(Records excerpted from a collection)
# # # #
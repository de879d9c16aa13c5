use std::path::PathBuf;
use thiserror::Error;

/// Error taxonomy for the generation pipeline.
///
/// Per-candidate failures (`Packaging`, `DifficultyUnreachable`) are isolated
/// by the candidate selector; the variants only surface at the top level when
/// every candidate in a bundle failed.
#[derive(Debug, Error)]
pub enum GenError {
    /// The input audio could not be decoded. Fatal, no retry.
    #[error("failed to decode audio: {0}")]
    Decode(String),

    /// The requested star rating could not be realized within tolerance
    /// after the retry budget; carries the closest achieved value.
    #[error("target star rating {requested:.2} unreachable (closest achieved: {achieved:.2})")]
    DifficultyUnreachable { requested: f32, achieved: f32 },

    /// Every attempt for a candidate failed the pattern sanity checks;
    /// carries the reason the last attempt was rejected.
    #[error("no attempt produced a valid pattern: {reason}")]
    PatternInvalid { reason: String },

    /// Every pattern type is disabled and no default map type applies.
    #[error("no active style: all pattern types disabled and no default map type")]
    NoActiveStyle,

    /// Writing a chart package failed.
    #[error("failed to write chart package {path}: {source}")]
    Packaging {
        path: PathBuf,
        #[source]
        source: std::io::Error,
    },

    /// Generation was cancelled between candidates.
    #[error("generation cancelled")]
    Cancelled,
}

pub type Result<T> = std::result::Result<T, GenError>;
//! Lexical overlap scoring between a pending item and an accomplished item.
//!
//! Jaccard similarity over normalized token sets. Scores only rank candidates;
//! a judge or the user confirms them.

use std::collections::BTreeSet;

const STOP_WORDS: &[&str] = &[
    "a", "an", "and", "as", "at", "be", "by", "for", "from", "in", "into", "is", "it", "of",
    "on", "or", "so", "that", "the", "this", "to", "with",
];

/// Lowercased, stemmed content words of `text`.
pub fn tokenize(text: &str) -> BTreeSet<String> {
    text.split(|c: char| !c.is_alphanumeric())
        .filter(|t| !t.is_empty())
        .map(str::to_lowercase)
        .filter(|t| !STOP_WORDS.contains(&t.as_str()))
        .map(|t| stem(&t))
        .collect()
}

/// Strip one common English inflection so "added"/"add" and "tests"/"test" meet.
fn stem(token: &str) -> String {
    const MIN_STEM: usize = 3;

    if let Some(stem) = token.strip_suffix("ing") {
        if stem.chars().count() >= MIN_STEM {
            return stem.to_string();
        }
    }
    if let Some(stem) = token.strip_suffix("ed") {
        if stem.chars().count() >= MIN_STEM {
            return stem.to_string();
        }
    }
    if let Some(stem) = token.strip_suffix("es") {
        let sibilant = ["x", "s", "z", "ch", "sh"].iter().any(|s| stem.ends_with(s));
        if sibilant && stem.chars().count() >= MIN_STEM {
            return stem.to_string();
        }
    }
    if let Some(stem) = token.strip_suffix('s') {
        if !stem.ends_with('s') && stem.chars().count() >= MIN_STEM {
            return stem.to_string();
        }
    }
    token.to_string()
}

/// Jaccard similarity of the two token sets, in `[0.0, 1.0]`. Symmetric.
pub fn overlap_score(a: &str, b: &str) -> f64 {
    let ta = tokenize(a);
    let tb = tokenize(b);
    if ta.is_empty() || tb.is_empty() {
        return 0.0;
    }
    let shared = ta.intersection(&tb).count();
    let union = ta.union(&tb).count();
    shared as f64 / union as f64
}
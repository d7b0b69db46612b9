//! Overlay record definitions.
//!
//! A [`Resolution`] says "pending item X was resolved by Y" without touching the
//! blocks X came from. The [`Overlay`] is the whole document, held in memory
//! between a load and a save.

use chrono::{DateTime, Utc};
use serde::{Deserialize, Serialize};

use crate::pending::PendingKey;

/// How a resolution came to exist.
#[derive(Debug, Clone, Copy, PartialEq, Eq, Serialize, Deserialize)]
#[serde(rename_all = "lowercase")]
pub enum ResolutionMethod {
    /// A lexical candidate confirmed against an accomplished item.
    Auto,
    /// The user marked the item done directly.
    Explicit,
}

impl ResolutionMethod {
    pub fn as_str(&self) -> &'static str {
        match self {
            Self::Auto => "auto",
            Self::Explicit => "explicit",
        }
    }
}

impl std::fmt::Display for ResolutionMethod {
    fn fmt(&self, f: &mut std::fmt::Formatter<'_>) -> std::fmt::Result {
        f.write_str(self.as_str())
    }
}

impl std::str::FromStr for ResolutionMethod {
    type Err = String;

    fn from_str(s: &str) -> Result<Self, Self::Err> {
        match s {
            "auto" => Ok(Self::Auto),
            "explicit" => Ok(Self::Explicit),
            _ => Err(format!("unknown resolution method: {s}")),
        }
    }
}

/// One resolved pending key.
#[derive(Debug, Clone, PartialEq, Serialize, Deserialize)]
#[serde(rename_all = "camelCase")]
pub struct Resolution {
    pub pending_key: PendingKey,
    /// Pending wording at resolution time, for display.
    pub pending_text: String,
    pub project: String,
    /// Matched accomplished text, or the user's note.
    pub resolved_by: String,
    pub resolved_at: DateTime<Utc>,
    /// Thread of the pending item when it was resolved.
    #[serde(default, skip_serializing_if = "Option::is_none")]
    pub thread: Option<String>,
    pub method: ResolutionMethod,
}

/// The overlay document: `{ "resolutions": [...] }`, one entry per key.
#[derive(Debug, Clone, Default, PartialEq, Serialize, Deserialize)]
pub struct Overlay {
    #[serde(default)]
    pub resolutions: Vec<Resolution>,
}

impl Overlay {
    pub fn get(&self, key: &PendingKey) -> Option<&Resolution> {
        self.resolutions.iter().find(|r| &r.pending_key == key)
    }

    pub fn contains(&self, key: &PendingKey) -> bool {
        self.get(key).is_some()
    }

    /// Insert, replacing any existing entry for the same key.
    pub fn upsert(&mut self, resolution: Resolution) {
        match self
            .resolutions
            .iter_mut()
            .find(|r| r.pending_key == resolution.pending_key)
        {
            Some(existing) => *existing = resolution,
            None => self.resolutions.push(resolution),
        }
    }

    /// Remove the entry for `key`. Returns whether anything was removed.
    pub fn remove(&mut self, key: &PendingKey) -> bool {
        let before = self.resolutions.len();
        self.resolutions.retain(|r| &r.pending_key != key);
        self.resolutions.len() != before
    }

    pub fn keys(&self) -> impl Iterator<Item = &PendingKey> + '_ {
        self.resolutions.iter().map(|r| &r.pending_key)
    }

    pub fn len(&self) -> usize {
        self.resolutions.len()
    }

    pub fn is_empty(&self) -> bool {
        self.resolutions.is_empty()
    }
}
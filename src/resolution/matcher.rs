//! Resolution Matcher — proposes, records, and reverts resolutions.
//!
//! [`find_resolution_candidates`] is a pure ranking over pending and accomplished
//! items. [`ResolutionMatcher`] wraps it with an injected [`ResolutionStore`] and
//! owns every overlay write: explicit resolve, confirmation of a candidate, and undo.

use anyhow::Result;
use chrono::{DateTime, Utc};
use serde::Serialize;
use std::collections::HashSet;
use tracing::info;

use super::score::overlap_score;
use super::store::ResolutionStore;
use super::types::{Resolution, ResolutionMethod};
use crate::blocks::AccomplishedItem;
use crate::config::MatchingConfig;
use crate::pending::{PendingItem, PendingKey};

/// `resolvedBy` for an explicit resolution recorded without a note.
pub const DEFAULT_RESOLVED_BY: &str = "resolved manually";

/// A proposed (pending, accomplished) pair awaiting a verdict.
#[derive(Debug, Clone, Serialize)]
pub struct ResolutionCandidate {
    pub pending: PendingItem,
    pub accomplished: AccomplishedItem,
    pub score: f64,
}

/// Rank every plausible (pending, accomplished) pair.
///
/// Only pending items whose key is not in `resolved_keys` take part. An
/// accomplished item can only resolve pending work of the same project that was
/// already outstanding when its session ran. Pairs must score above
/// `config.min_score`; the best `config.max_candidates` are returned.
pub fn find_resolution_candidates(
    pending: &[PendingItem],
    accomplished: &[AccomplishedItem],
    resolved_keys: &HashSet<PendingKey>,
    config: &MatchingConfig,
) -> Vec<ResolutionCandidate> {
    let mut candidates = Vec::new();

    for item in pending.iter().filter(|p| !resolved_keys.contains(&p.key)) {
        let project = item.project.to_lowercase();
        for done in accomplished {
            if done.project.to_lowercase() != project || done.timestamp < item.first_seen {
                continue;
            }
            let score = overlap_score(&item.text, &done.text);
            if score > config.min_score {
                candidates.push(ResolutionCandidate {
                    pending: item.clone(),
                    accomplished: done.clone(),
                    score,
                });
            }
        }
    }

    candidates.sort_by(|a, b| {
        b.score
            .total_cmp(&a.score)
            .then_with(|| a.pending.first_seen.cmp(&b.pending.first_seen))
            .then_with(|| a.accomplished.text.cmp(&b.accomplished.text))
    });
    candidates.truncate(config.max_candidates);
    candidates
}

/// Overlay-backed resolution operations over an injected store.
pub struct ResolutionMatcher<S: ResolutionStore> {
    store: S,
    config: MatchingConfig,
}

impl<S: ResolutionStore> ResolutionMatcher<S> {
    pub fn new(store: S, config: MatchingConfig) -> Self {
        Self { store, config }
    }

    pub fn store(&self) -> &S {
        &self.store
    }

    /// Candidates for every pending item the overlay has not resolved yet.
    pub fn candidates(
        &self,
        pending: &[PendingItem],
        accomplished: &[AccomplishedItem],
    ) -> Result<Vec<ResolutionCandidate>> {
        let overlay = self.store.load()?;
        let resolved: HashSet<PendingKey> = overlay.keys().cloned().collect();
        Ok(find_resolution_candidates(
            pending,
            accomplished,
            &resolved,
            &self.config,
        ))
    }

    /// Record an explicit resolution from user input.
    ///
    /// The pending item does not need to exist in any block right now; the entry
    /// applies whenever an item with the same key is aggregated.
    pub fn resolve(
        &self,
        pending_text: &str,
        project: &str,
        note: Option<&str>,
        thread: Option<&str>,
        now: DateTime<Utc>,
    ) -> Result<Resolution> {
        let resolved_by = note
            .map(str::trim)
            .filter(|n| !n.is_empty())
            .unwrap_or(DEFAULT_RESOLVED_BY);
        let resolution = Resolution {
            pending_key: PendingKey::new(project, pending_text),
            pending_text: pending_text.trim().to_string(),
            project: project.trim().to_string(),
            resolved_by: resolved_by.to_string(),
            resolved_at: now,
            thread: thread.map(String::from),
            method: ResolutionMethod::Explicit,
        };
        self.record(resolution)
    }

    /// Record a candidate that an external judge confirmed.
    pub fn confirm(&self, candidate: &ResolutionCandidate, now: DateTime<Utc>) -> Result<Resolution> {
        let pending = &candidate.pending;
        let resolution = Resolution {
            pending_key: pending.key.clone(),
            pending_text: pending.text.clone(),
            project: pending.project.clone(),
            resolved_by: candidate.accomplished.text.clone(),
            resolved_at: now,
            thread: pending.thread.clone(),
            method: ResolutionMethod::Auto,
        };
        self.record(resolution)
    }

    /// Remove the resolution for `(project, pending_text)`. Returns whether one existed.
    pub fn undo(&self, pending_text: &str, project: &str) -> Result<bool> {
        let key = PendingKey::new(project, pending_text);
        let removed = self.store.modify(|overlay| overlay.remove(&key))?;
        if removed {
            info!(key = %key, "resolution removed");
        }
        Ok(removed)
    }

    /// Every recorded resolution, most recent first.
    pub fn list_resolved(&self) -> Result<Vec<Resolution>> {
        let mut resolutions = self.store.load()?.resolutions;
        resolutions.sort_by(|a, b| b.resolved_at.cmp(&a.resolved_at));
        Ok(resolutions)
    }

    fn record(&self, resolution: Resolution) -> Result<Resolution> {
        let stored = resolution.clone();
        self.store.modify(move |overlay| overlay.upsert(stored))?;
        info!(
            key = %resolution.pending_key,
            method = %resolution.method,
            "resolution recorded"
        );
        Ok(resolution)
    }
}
# # # #
Answer with one number only: how many lines above contain the word "types".

2